> _THE TASK_
Please find every line in the records below that contains the word "push", and copy it.

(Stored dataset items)
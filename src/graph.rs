//! Call Graph - canonical node arena
//!
//! Nodes live in an arena addressed by [`NodeIdx`]; a map from identity triple
//! to index keeps exactly one canonical node per identity. Every component adds
//! nodes through [`CallGraph::add`] and holds on to the returned index.
//!
//! Edges are stored on both endpoints, so dependents and dependencies are each
//! enumerable without scanning the graph.

use std::collections::{BTreeSet, HashMap};
use std::path::PathBuf;

use serde::{Deserialize, Serialize};

use crate::node::{CallableNode, DeclRef, NodeId, NodeIdx};

/// Which side of a node's edges to look at.
#[derive(Debug, Clone, Copy, Default, PartialEq, Eq, Serialize, Deserialize)]
#[serde(rename_all = "lowercase")]
pub enum Direction {
    /// Nodes that call this node
    #[default]
    Dependents,
    /// Nodes this node calls
    Dependencies,
}

impl Direction {
    pub fn from_inverse(inverse: bool) -> Self {
        if inverse { Direction::Dependencies } else { Direction::Dependents }
    }

    pub fn label(&self) -> &'static str {
        match self {
            Direction::Dependents => "Dependents",
            Direction::Dependencies => "Dependencies",
        }
    }
}

#[derive(Debug, Default, Clone)]
pub struct CallGraph {
    nodes: Vec<CallableNode>,
    by_id: HashMap<NodeId, NodeIdx>,
    /// Insertion-ordered indices per callable name
    by_name: HashMap<String, Vec<NodeIdx>>,
    by_decl: HashMap<DeclRef, NodeIdx>,
}

impl CallGraph {
    pub fn new() -> Self {
        Self::default()
    }

    pub fn len(&self) -> usize {
        self.nodes.len()
    }

    pub fn is_empty(&self) -> bool {
        self.nodes.is_empty()
    }

    /// Insert `node` unless its identity is already present.
    ///
    /// Returns the canonical index either way. A later copy can promote a
    /// secondary node to primary and fill in a missing back-reference or path;
    /// its edge sets are ignored, use [`CallGraph::merge`] to carry edges.
    pub fn add(&mut self, node: CallableNode) -> NodeIdx {
        if let Some(&idx) = self.by_id.get(node.id()) {
            let canonical = &mut self.nodes[idx.index()];
            let had_decl = canonical.decl().is_some();
            canonical.absorb(&node);
            if let (false, Some(decl)) = (had_decl, canonical.decl()) {
                self.by_decl.insert(decl, idx);
            }
            return idx;
        }

        let idx = NodeIdx(self.nodes.len() as u32);
        self.by_id.insert(node.id().clone(), idx);
        self.by_name.entry(node.id().name.clone()).or_default().push(idx);
        if let Some(decl) = node.decl() {
            self.by_decl.insert(decl, idx);
        }
        let mut node = node;
        node.dependencies.clear();
        node.dependents.clear();
        self.nodes.push(node);
        idx
    }

    pub fn get(&self, idx: NodeIdx) -> &CallableNode {
        &self.nodes[idx.index()]
    }

    pub fn find(&self, id: &NodeId) -> Option<NodeIdx> {
        self.by_id.get(id).copied()
    }

    /// Node declared by the given syntax node, if any.
    pub fn find_by_decl(&self, decl: DeclRef) -> Option<NodeIdx> {
        self.by_decl.get(&decl).copied()
    }

    /// Nodes with the given callable name, in insertion order.
    pub fn named(&self, name: &str) -> &[NodeIdx] {
        self.by_name.get(name).map(|v| v.as_slice()).unwrap_or(&[])
    }

    /// All nodes in insertion order.
    pub fn nodes(&self) -> impl Iterator<Item = (NodeIdx, &CallableNode)> {
        self.nodes
            .iter()
            .enumerate()
            .map(|(i, n)| (NodeIdx(i as u32), n))
    }

    /// Record that `from` calls `to`. Returns false if the edge already existed.
    pub fn add_edge(&mut self, from: NodeIdx, to: NodeIdx) -> bool {
        let added = self.nodes[from.index()].dependencies.insert(to);
        self.nodes[to.index()].dependents.insert(from);
        added
    }

    pub fn edges(&self, idx: NodeIdx, direction: Direction) -> &BTreeSet<NodeIdx> {
        let node = self.get(idx);
        match direction {
            Direction::Dependents => node.dependents(),
            Direction::Dependencies => node.dependencies(),
        }
    }

    /// Dependents or dependencies of a node.
    pub fn query(&self, idx: NodeIdx, direction: Direction) -> impl Iterator<Item = &CallableNode> {
        self.edges(idx, direction).iter().map(|&i| self.get(i))
    }

    pub fn edge_count(&self) -> usize {
        self.nodes.iter().map(|n| n.dependencies.len()).sum()
    }

    /// Fold another graph into this one.
    ///
    /// Every node goes through [`CallGraph::add`], then each of the other
    /// graph's edges is re-recorded between the canonical indices. Merging the
    /// same graph twice is a no-op the second time.
    pub fn merge(&mut self, other: &CallGraph) -> Vec<NodeIdx> {
        let mapping: Vec<NodeIdx> = other.nodes.iter().map(|n| self.add(n.clone())).collect();
        for (from, node) in other.nodes.iter().enumerate() {
            for to in &node.dependencies {
                self.add_edge(mapping[from], mapping[to.index()]);
            }
        }
        mapping
    }

    /// Node list sorted by identity with each node's edges in `direction`,
    /// also sorted. With `hide_secondary`, edge-less secondary nodes are left out.
    pub fn render(&self, direction: Direction, hide_secondary: bool) -> Vec<RenderedNode> {
        let mut rendered: Vec<RenderedNode> = self
            .nodes()
            .filter(|(_, node)| !(hide_secondary && node.is_hidden()))
            .map(|(idx, node)| {
                let mut edges: Vec<NodeId> =
                    self.query(idx, direction).map(|n| n.id().clone()).collect();
                edges.sort();
                RenderedNode {
                    node: node.id().clone(),
                    secondary: node.is_secondary(),
                    path: node.path().cloned(),
                    edges,
                }
            })
            .collect();
        rendered.sort_by(|a, b| a.node.cmp(&b.node));
        rendered
    }

    pub fn stats(&self) -> GraphStats {
        GraphStats {
            nodes: self.nodes.len(),
            edges: self.edge_count(),
            secondary: self.nodes.iter().filter(|n| n.is_secondary()).count(),
            hidden: self.nodes.iter().filter(|n| n.is_hidden()).count(),
            placeholders: self.nodes.iter().filter(|n| n.id().is_placeholder()).count(),
        }
    }
}

/// One line of rendered output: a node and its sorted edges.
#[derive(Debug, Clone, PartialEq, Eq, Serialize, Deserialize)]
pub struct RenderedNode {
    pub node: NodeId,
    pub secondary: bool,
    #[serde(skip_serializing_if = "Option::is_none")]
    pub path: Option<PathBuf>,
    pub edges: Vec<NodeId>,
}

/// Statistics about a call graph
#[derive(Debug, Clone, Serialize)]
pub struct GraphStats {
    pub nodes: usize,
    pub edges: usize,
    pub secondary: usize,
    pub hidden: usize,
    pub placeholders: usize,
}

impl std::fmt::Display for GraphStats {
    fn fmt(&self, f: &mut std::fmt::Formatter<'_>) -> std::fmt::Result {
        writeln!(f, "Call Graph Statistics:")?;
        writeln!(f, "  Functions: {} (secondary: {}, hidden: {})", self.nodes, self.secondary, self.hidden)?;
        writeln!(f, "  Placeholders: {}", self.placeholders)?;
        writeln!(f, "  Calls: {}", self.edges)
    }
}

#[cfg(test)]
mod tests {
    use super::*;

    fn node(unit: &str, scope: &str, name: &str) -> CallableNode {
        CallableNode::new(NodeId::new(unit, scope, name))
    }

    fn assert_symmetric(graph: &CallGraph) {
        for (idx, n) in graph.nodes() {
            for &dep in n.dependencies() {
                assert!(graph.get(dep).dependents().contains(&idx));
            }
            for &dep in n.dependents() {
                assert!(graph.get(dep).dependencies().contains(&idx));
            }
        }
    }

    #[test]
    fn test_add_returns_canonical_index() {
        let mut graph = CallGraph::new();
        let a = graph.add(node("m", "", "f"));
        let b = graph.add(node("m", "", "f").with_secondary(true));
        assert_eq!(a, b);
        assert_eq!(graph.len(), 1);
        assert!(!graph.get(a).is_secondary());
    }

    #[test]
    fn test_primary_copy_promotes_secondary() {
        let mut graph = CallGraph::new();
        let a = graph.add(node("m", "", "f").with_secondary(true));
        assert!(graph.get(a).is_secondary());
        graph.add(node("m", "", "f"));
        assert!(!graph.get(a).is_secondary());
    }

    #[test]
    fn test_edges_are_symmetric() {
        let mut graph = CallGraph::new();
        let f = graph.add(node("m", "", "f"));
        let g = graph.add(node("m", "", "g"));
        assert!(graph.add_edge(f, g));
        assert!(!graph.add_edge(f, g));

        assert!(graph.get(f).dependencies().contains(&g));
        assert!(graph.get(g).dependents().contains(&f));
        assert_eq!(graph.query(g, Direction::Dependents).count(), 1);
        assert_eq!(graph.query(f, Direction::Dependencies).next().unwrap().id().name, "g");
        assert_eq!(graph.edge_count(), 1);
        assert_symmetric(&graph);
    }

    #[test]
    fn test_self_loop() {
        let mut graph = CallGraph::new();
        let r = graph.add(node("m", "", "recursive_function"));
        graph.add_edge(r, r);
        assert!(graph.get(r).dependencies().contains(&r));
        assert!(graph.get(r).dependents().contains(&r));
        assert_symmetric(&graph);
    }

    #[test]
    fn test_merge_is_idempotent() {
        let mut partial = CallGraph::new();
        let f = partial.add(node("a", "", "f"));
        let g = partial.add(node("b", "", "g").with_secondary(true));
        partial.add_edge(f, g);

        let mut graph = CallGraph::new();
        graph.add(node("b", "", "g"));
        graph.merge(&partial);
        let once = graph.render(Direction::Dependencies, false);
        let edges_once = graph.edge_count();

        graph.merge(&partial);
        assert_eq!(graph.render(Direction::Dependencies, false), once);
        assert_eq!(graph.edge_count(), edges_once);
        assert_eq!(graph.len(), 2);
        assert_symmetric(&graph);
    }

    #[test]
    fn test_merge_lands_edges_on_canonical_node() {
        let mut graph = CallGraph::new();
        let existing = graph.add(node("b", "", "g"));

        let mut partial = CallGraph::new();
        let f = partial.add(node("a", "", "f"));
        let g = partial.add(node("b", "", "g"));
        partial.add_edge(f, g);

        let mapping = graph.merge(&partial);
        assert_eq!(mapping[g.index()], existing);
        assert_eq!(graph.get(existing).in_degree(), 1);
    }

    #[test]
    fn test_render_hides_edgeless_secondary() {
        let mut graph = CallGraph::new();
        let f = graph.add(node("a", "", "f"));
        let g = graph.add(node("b", "", "g").with_secondary(true));
        graph.add(node("b", "", "unused").with_secondary(true));

        let names: Vec<_> = graph
            .render(Direction::Dependents, true)
            .into_iter()
            .map(|r| r.node.name)
            .collect();
        assert_eq!(names, vec!["f"]);

        graph.add_edge(f, g);
        let names: Vec<_> = graph
            .render(Direction::Dependents, true)
            .into_iter()
            .map(|r| r.node.name)
            .collect();
        assert_eq!(names, vec!["f", "g"]);
        assert_eq!(graph.render(Direction::Dependents, false).len(), 3);
    }

    #[test]
    fn test_render_sorted_regardless_of_insertion_order() {
        let mut first = CallGraph::new();
        let mut second = CallGraph::new();
        let ids = [("b", "", "x"), ("a", "K", "y"), ("a", "", "z")];
        for (u, s, n) in ids {
            first.add(node(u, s, n));
        }
        for (u, s, n) in ids.iter().rev() {
            second.add(node(u, s, n));
        }
        assert_eq!(
            first.render(Direction::Dependents, true),
            second.render(Direction::Dependents, true)
        );
        assert_eq!(first.render(Direction::Dependents, true)[0].node, NodeId::new("a", "", "z"));
    }

    #[test]
    fn test_named_keeps_insertion_order() {
        let mut graph = CallGraph::new();
        let a = graph.add(node("m", "T1", "run"));
        graph.add(node("m", "", "other"));
        let b = graph.add(node("m", "T2", "run"));
        assert_eq!(graph.named("run"), &[a, b]);
        assert!(graph.named("missing").is_empty());
    }

    #[test]
    fn test_stats() {
        let mut graph = CallGraph::new();
        let f = graph.add(node("m", "", "f"));
        let p = graph.add(CallableNode::new(NodeId::unknown("mystery")));
        graph.add(node("n", "", "g").with_secondary(true));
        graph.add_edge(f, p);

        let stats = graph.stats();
        assert_eq!(stats.nodes, 3);
        assert_eq!(stats.edges, 1);
        assert_eq!(stats.secondary, 1);
        assert_eq!(stats.hidden, 1);
        assert_eq!(stats.placeholders, 1);
    }
}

> _EXERCISE OUTPUT_
        self.by_name.entry(node.id().name.clone()).or_default().push(idx);
        self.nodes.push(node);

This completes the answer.